Elaine Treharne, Roberta Bowman Denning Professor of Humanities at Stanford University and one of the Principal Investigators on the Global Currents Project, emphasizes “To have the corpus now freely available to every student of manuscript studies is an exceptional gift: anyone in any place and at any time can now access one of the best collections of primary sources, but with the benefit, too, of innovative tools and functionalities that will potentially change the future of scholarship in the field. Parker on the Web will help create new knowledge from ancient manuscripts, bridging humanities and technology to enhance how we understand our cultural record.”
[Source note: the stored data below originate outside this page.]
//! Engine configuration.
//!
//! Loaded from TOML, then overridden by `RELCHECK_*` environment variables:
//!
//! ```toml
//! capacity = 4
//! poll_interval_ms = 500
//! fail_quit = false
//! defer_reporting = true
//!
//! [schema]
//! path = "family.owl"
//! base_iri = "http://example.org/family#"
//!
//! [reasoner]
//! program = "java"
//! args = ["-jar", "hermit.jar", "--consistency", "{schema}", "{scratch}"]
//!
//! [timeout]
//! secs_per_kib = 0.5
//! min_secs = 5.0
//! ```

use std::path::{Path, PathBuf};
use std::time::Duration;

use relcheck_ontology::{Schema, ScratchFormat};
use serde::Deserialize;

use crate::error::{EngineError, Result};

/// Placeholder in reasoner arguments replaced by the schema path.
pub const SCHEMA_PLACEHOLDER: &str = "{schema}";
/// Placeholder in reasoner arguments replaced by the worker's scratch file path.
pub const SCRATCH_PLACEHOLDER: &str = "{scratch}";

/// Runtime configuration for the verification engine.
#[derive(Debug, Clone, Deserialize)]
#[serde(deny_unknown_fields)]
pub struct EngineConfig {
    /// Maximum concurrently running reasoner workers. Defaults to the host CPU count.
    #[serde(default)]
    pub capacity: Option<usize>,
    /// Watchdog polling interval in milliseconds.
    #[serde(default = "default_poll_interval_ms")]
    pub poll_interval_ms: u64,
    /// How long a reasoner invocation may run before it is killed.
    #[serde(default)]
    pub timeout: TimeoutPolicy,
    /// Tear down the whole run on the first violation.
    #[serde(default)]
    pub fail_quit: bool,
    /// Emit every diagnostic at shutdown instead of at detection time.
    #[serde(default)]
    pub defer_reporting: bool,
    /// The ontology schema checked against.
    pub schema: SchemaConfig,
    /// The consistency reasoner launched once per verification.
    pub reasoner: ReasonerCommand,
    /// Optional long-lived helper launched at init and stopped at shutdown.
    #[serde(default)]
    pub helper: Option<ReasonerCommand>,
    /// Document format of scratch files.
    #[serde(default)]
    pub scratch_format: ScratchFormat,
}

/// Location and base IRI of the ontology schema.
#[derive(Debug, Clone, Deserialize)]
#[serde(deny_unknown_fields)]
pub struct SchemaConfig {
    /// Path of the schema document.
    pub path: PathBuf,
    /// Base IRI local names expand against.
    pub base_iri: String,
}

/// An external program plus its argument template.
#[derive(Debug, Clone, PartialEq, Eq, Deserialize)]
#[serde(deny_unknown_fields)]
pub struct ReasonerCommand {
    /// Executable name or path.
    pub program: String,
    /// Arguments; may contain `{schema}` and `{scratch}` placeholders.
    #[serde(default)]
    pub args: Vec<String>,
}

impl ReasonerCommand {
    /// Creates a command from a program and argument template.
    pub fn new<I, S>(program: impl Into<String>, args: I) -> Self
    where
        I: IntoIterator<Item = S>,
        S: Into<String>,
    {
        Self {
            program: program.into(),
            args: args.into_iter().map(Into::into).collect(),
        }
    }

    /// Substitutes the placeholders in every argument.
    #[must_use]
    pub fn render_args(&self, schema: &Path, scratch: &Path) -> Vec<String> {
        let schema = schema.display().to_string();
        let scratch = scratch.display().to_string();
        self.args
            .iter()
            .map(|arg| {
                arg.replace(SCHEMA_PLACEHOLDER, &schema)
                    .replace(SCRATCH_PLACEHOLDER, &scratch)
            })
            .collect()
    }
}

/// Reasoner timeout budget.
///
/// The budget is a heuristic: the schema's size stands in for reasoning cost.
#[derive(Debug, Clone, PartialEq, Deserialize)]
#[serde(deny_unknown_fields)]
pub struct TimeoutPolicy {
    /// Fixed budget in seconds; overrides the size-derived budget when set.
    #[serde(default)]
    pub fixed_secs: Option<f64>,
    /// Seconds granted per KiB of schema.
    #[serde(default = "default_secs_per_kib")]
    pub secs_per_kib: f64,
    /// Floor of the size-derived budget.
    #[serde(default = "default_min_secs")]
    pub min_secs: f64,
}

impl Default for TimeoutPolicy {
    fn default() -> Self {
        Self {
            fixed_secs: None,
            secs_per_kib: default_secs_per_kib(),
            min_secs: default_min_secs(),
        }
    }
}

impl TimeoutPolicy {
    /// Computes the budget for one reasoner invocation against `schema`.
    #[must_use]
    pub fn budget(&self, schema: &Schema) -> Duration {
        let secs = match self.fixed_secs {
            Some(fixed) => fixed,
            None => (schema.size_kib() * self.secs_per_kib).max(self.min_secs),
        };
        Duration::from_secs_f64(secs.max(0.0))
    }
}

fn default_poll_interval_ms() -> u64 {
    5_000
}

fn default_secs_per_kib() -> f64 {
    0.5
}

fn default_min_secs() -> f64 {
    5.0
}

impl EngineConfig {
    /// Creates a configuration with every optional field at its default.
    pub fn new(
        schema_path: impl Into<PathBuf>,
        base_iri: impl Into<String>,
        reasoner: ReasonerCommand,
    ) -> Self {
        Self {
            capacity: None,
            poll_interval_ms: default_poll_interval_ms(),
            timeout: TimeoutPolicy::default(),
            fail_quit: false,
            defer_reporting: false,
            schema: SchemaConfig {
                path: schema_path.into(),
                base_iri: base_iri.into(),
            },
            reasoner,
            helper: None,
            scratch_format: ScratchFormat::default(),
        }
    }

    /// Parses a TOML document.
    ///
    /// # Errors
    ///
    /// Returns [`EngineError::Config`] if the document is malformed or misses
    /// a required field.
    pub fn from_toml_str(text: &str) -> Result<Self> {
        toml::from_str(text).map_err(|e| EngineError::Config(e.to_string()))
    }

    /// Reads and parses a TOML file. Relative schema paths resolve against the
    /// file's directory.
    ///
    /// # Errors
    ///
    /// Returns an error if the file cannot be read or parsed.
    pub fn from_file(path: &Path) -> Result<Self> {
        let text = std::fs::read_to_string(path).map_err(|e| {
            EngineError::Config(format!("failed to read {}: {}", path.display(), e))
        })?;
        let mut config = Self::from_toml_str(&text)?;
        if config.schema.path.is_relative() {
            if let Some(dir) = path.parent() {
                config.schema.path = dir.join(&config.schema.path);
            }
        }
        Ok(config)
    }

    /// Applies `RELCHECK_*` overrides from the process environment.
    ///
    /// # Errors
    ///
    /// Returns [`EngineError::Config`] if an override cannot be parsed.
    pub fn with_env_overrides(self) -> Result<Self> {
        self.with_overrides(|key| std::env::var(key).ok())
    }

    /// Applies overrides from an arbitrary key lookup.
    ///
    /// Recognized keys: `RELCHECK_CAPACITY`, `RELCHECK_POLL_INTERVAL_MS`,
    /// `RELCHECK_TIMEOUT_SECS`, `RELCHECK_FAIL_QUIT`, `RELCHECK_DEFER_REPORTING`.
    ///
    /// # Errors
    ///
    /// Returns [`EngineError::Config`] if an override cannot be parsed.
    pub fn with_overrides(mut self, lookup: impl Fn(&str) -> Option<String>) -> Result<Self> {
        if let Some(v) = lookup("RELCHECK_CAPACITY") {
            self.capacity = Some(parse_override("RELCHECK_CAPACITY", &v)?);
        }
        if let Some(v) = lookup("RELCHECK_POLL_INTERVAL_MS") {
            self.poll_interval_ms = parse_override("RELCHECK_POLL_INTERVAL_MS", &v)?;
        }
        if let Some(v) = lookup("RELCHECK_TIMEOUT_SECS") {
            self.timeout.fixed_secs = Some(parse_override("RELCHECK_TIMEOUT_SECS", &v)?);
        }
        if let Some(v) = lookup("RELCHECK_FAIL_QUIT") {
            self.fail_quit = parse_flag("RELCHECK_FAIL_QUIT", &v)?;
        }
        if let Some(v) = lookup("RELCHECK_DEFER_REPORTING") {
            self.defer_reporting = parse_flag("RELCHECK_DEFER_REPORTING", &v)?;
        }
        Ok(self)
    }

    /// Number of reasoner workers allowed to run at once; never zero.
    #[must_use]
    pub fn effective_capacity(&self) -> usize {
        self.capacity
            .unwrap_or_else(|| {
                std::thread::available_parallelism()
                    .map(std::num::NonZeroUsize::get)
                    .unwrap_or(1)
            })
            .max(1)
    }

    /// Watchdog polling interval.
    #[must_use]
    pub fn poll_interval(&self) -> Duration {
        Duration::from_millis(self.poll_interval_ms.max(1))
    }
}

fn parse_override<T: std::str::FromStr>(key: &str, value: &str) -> Result<T>
where
    T::Err: std::fmt::Display,
{
    value
        .trim()
        .parse()
        .map_err(|e| EngineError::Config(format!("{key}={value:?}: {e}")))
}

fn parse_flag(key: &str, value: &str) -> Result<bool> {
    match value.trim().to_ascii_lowercase().as_str() {
        "1" | "true" | "yes" | "on" => Ok(true),
        "0" | "false" | "no" | "off" | "" => Ok(false),
        other => Err(EngineError::Config(format!(
            "{key}={other:?}: expected a boolean"
        ))),
    }
}
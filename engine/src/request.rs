//! Verification requests handed to the engine by call-site instrumentation.

use std::fmt;

use relcheck_ontology::names::{is_iri_safe, local_name, normalize_individual};
use relcheck_ontology::IndividualValue;
use serde::{Deserialize, Serialize};

/// Source location that produced a request.
#[derive(Debug, Clone, PartialEq, Eq, PartialOrd, Ord, Hash, Serialize, Deserialize)]
pub struct CallSite {
    /// Source file of the call.
    pub file: String,
    /// Line of the call.
    pub line: u32,
}

impl CallSite {
    /// Creates a call-site record.
    pub fn new(file: impl Into<String>, line: u32) -> Self {
        Self {
            file: file.into(),
            line,
        }
    }
}

impl fmt::Display for CallSite {
    fn fmt(&self, f: &mut fmt::Formatter<'_>) -> fmt::Result {
        write!(f, "{}:{}", self.file, self.line)
    }
}

/// Check that an object property may link two individuals.
#[derive(Debug, Clone, PartialEq, Eq, Serialize, Deserialize)]
pub struct RelationCheck {
    /// Subject individual, e.g. `onto.person1`.
    pub subject: String,
    /// Object property name, e.g. `hasParent`.
    pub relation: String,
    /// Object individual, e.g. `onto.person2`.
    pub object: String,
    /// Class of the subject individual.
    pub subject_type: String,
    /// Class of the object individual.
    pub object_type: String,
    /// Where the relation was established.
    pub call_site: CallSite,
}

/// Check that a data property value satisfies the schema's constraints.
#[derive(Debug, Clone, PartialEq, Eq, Serialize, Deserialize)]
pub struct ConstraintCheck {
    /// Data property carrying the constraint, e.g. `age`.
    pub constraint: String,
    /// Script-level variable bound to the property.
    pub variable: String,
    /// Candidate value.
    pub value: IndividualValue,
    /// Class of the individual the value belongs to.
    pub individual_type: String,
    /// Ontology individual the value belongs to, e.g. `onto.person3`.
    pub instance: String,
    /// Where the value was assigned.
    pub call_site: CallSite,
}

/// A single verification request.
#[derive(Debug, Clone, PartialEq, Eq, Serialize, Deserialize)]
#[serde(tag = "kind", rename_all = "snake_case")]
pub enum VerificationRequest {
    /// Object-property check between two individuals.
    Relation(RelationCheck),
    /// Data-property check on one individual.
    Constraint(ConstraintCheck),
}

impl VerificationRequest {
    /// The normalized cache key of this request.
    #[must_use]
    pub fn key(&self) -> CacheKey {
        match self {
            VerificationRequest::Relation(r) => CacheKey::Relation {
                subject: normalize_individual(&r.subject),
                relation: local_name(&r.relation).to_string(),
                object: normalize_individual(&r.object),
            },
            VerificationRequest::Constraint(c) => CacheKey::Constraint {
                constraint: local_name(&c.constraint).to_string(),
                variable: c.variable.clone(),
                value: c.value.clone(),
            },
        }
    }

    /// The occurrence record this request contributes to its cache entry.
    #[must_use]
    pub fn occurrence(&self) -> Occurrence {
        match self {
            VerificationRequest::Relation(r) => Occurrence {
                call_site: r.call_site.clone(),
                instance: None,
            },
            VerificationRequest::Constraint(c) => Occurrence {
                call_site: c.call_site.clone(),
                instance: Some(local_name(&c.instance).to_string()),
            },
        }
    }

    /// Checks that every class and property name can be written into an IRI.
    ///
    /// # Errors
    ///
    /// Returns the first offending name, prefixed with the field it came from.
    pub fn validate(&self) -> std::result::Result<(), String> {
        let names = match self {
            VerificationRequest::Relation(r) => vec![
                ("relation", r.relation.as_str()),
                ("subject_type", r.subject_type.as_str()),
                ("object_type", r.object_type.as_str()),
            ],
            VerificationRequest::Constraint(c) => vec![
                ("constraint", c.constraint.as_str()),
                ("individual_type", c.individual_type.as_str()),
            ],
        };
        match names.into_iter().find(|(_, name)| !is_iri_safe(name)) {
            Some((field, name)) => Err(format!("{field} {name:?} is not a valid IRI name")),
            None => Ok(()),
        }
    }
}

/// Normalized identity of a check. Two requests with equal keys are verified once.
#[derive(Debug, Clone, PartialEq, Eq, PartialOrd, Ord, Hash, Serialize)]
#[serde(tag = "kind", rename_all = "snake_case")]
pub enum CacheKey {
    /// `(subject kind, relation, object kind)`.
    Relation {
        /// Subject individual with numeric suffix stripped.
        subject: String,
        /// Relation local name.
        relation: String,
        /// Object individual with numeric suffix stripped.
        object: String,
    },
    /// `(constraint, variable, value)`.
    Constraint {
        /// Data property local name.
        constraint: String,
        /// Script-level variable.
        variable: String,
        /// Tested value.
        value: IndividualValue,
    },
}

impl fmt::Display for CacheKey {
    fn fmt(&self, f: &mut fmt::Formatter<'_>) -> fmt::Result {
        match self {
            CacheKey::Relation {
                subject,
                relation,
                object,
            } => write!(f, "{subject}.{relation}.{object}"),
            CacheKey::Constraint {
                constraint,
                variable,
                value,
            } => write!(f, "{constraint}({variable} = {value})"),
        }
    }
}

/// One request's contribution to a cache entry.
#[derive(Debug, Clone, PartialEq, Eq, Serialize)]
pub struct Occurrence {
    /// Where the request came from.
    pub call_site: CallSite,
    /// Ontology individual involved, for constraint checks.
    pub instance: Option<String>,
}
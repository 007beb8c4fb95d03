//! Pawn pseudo-legal target generation.
//!
//! Single advance onto an empty square, double advance while the pawn is
//! unmoved and both squares ahead are empty, and diagonal captures onto an
//! enemy piece or the en-passant target. Check safety is not considered here.

use crate::game_state::board::Board;
use crate::game_state::chess_rules::pawn_direction;
use crate::game_state::chess_types::{Piece, Square};

pub fn pawn_targets(
    board: &Board,
    from: Square,
    piece: Piece,
    en_passant_target: Option<Square>,
) -> Vec<Square> {
    let mut targets = Vec::new();
    let direction = pawn_direction(piece.color);

    if let Some(one_step) = from.offset(0, direction) {
        if board.piece_at(one_step).is_none() {
            targets.push(one_step);

            if !piece.has_moved {
                if let Some(two_step) = from.offset(0, 2 * direction) {
                    if board.piece_at(two_step).is_none() {
                        targets.push(two_step);
                    }
                }
            }
        }
    }

    for file_delta in [-1i8, 1] {
        let Some(to) = from.offset(file_delta, direction) else {
            continue;
        };
        match board.piece_at(to) {
            Some(occupant) if occupant.color != piece.color => targets.push(to),
            None if en_passant_target == Some(to) => targets.push(to),
            _ => {}
        }
    }

    targets
}
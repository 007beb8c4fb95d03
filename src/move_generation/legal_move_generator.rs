//! Whole-side legal move enumeration.
//!
//! Walks every piece the color owns, collects its filtered targets, and
//! expands pawn moves that reach the last rank into the four promotion
//! variants. The enumeration is empty for the color not on move.

use crate::game_state::chess_rules::{promotion_rank, PROMOTION_PIECES};
use crate::game_state::chess_types::{Color, Move, PieceKind};
use crate::game_state::game_state::GameState;
use crate::move_generation::legal_move_filter::legal_targets;

pub fn all_legal_moves(game_state: &GameState, color: Color) -> Vec<Move> {
    if color != game_state.side_to_move {
        return Vec::new();
    }

    let mut moves = Vec::new();
    for (from, piece) in game_state.board.occupied_squares(color) {
        for to in legal_targets(game_state, from) {
            if piece.kind == PieceKind::Pawn && to.rank() == promotion_rank(color) {
                for promotion in PROMOTION_PIECES {
                    moves.push(Move {
                        from,
                        to,
                        promotion: Some(promotion),
                    });
                }
            } else {
                moves.push(Move {
                    from,
                    to,
                    promotion: None,
                });
            }
        }
    }
    moves
}

#[cfg(test)]
mod tests {
    use super::all_legal_moves;
    use crate::game_state::chess_types::{Color, PieceKind, Square};
    use crate::game_state::game_state::GameState;

    #[test]
    fn startpos_has_twenty_moves_for_white_and_none_for_black() {
        let game = GameState::new_game();
        assert_eq!(all_legal_moves(&game, Color::White).len(), 20);
        assert!(all_legal_moves(&game, Color::Black).is_empty());
    }

    #[test]
    fn last_rank_pawn_moves_expand_into_four_promotions() {
        let game = GameState::from_fen("4k3/P7/8/8/8/8/8/4K3 w - - 0 1")
            .expect("FEN should parse");
        let moves = all_legal_moves(&game, Color::White);

        let promotions: Vec<_> = moves
            .iter()
            .filter(|mv| mv.from == Square::at(0, 6))
            .collect();
        assert_eq!(promotions.len(), 4);
        assert!(promotions.iter().all(|mv| mv.to == Square::at(0, 7)));
        assert_eq!(promotions[0].promotion, Some(PieceKind::Queen));
        assert!(promotions.iter().any(|mv| mv.promotion == Some(PieceKind::Knight)));
    }
}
Dr Benjamin Pohl, Lecturer in Medieval History at the University of Bristol, who has published widely on the production and use of monastic manuscripts across Europe, has drawn regularly on Parker on the Web for his research – particularly his work on autograph manuscripts and working copies of medieval chroniclers.

Dr Pohl believes that making the Parker Library’s unrivalled holdings available more widely through the open-access platform Parker 2.0 will be “transformative for both scholars and students working in the field of medieval palaeography and codicology. The website’s new intuitive interface, which features rich metadata and the open-source IIIF viewer Mirador, will allow colleagues around the world to access these resources freely and work collaboratively in real time. It will also facilitate work across different institutional collections by allowing a direct virtual comparison of manuscripts kept in the Parker Library with those in other libraries around the world”. Dr Pohl is currently preparing a new study on the autograph manuscripts of Eadmer of Canterbury, biographer of St Anselm, which will see him return frequently to the Parker Library and, of course, Parker 2.0.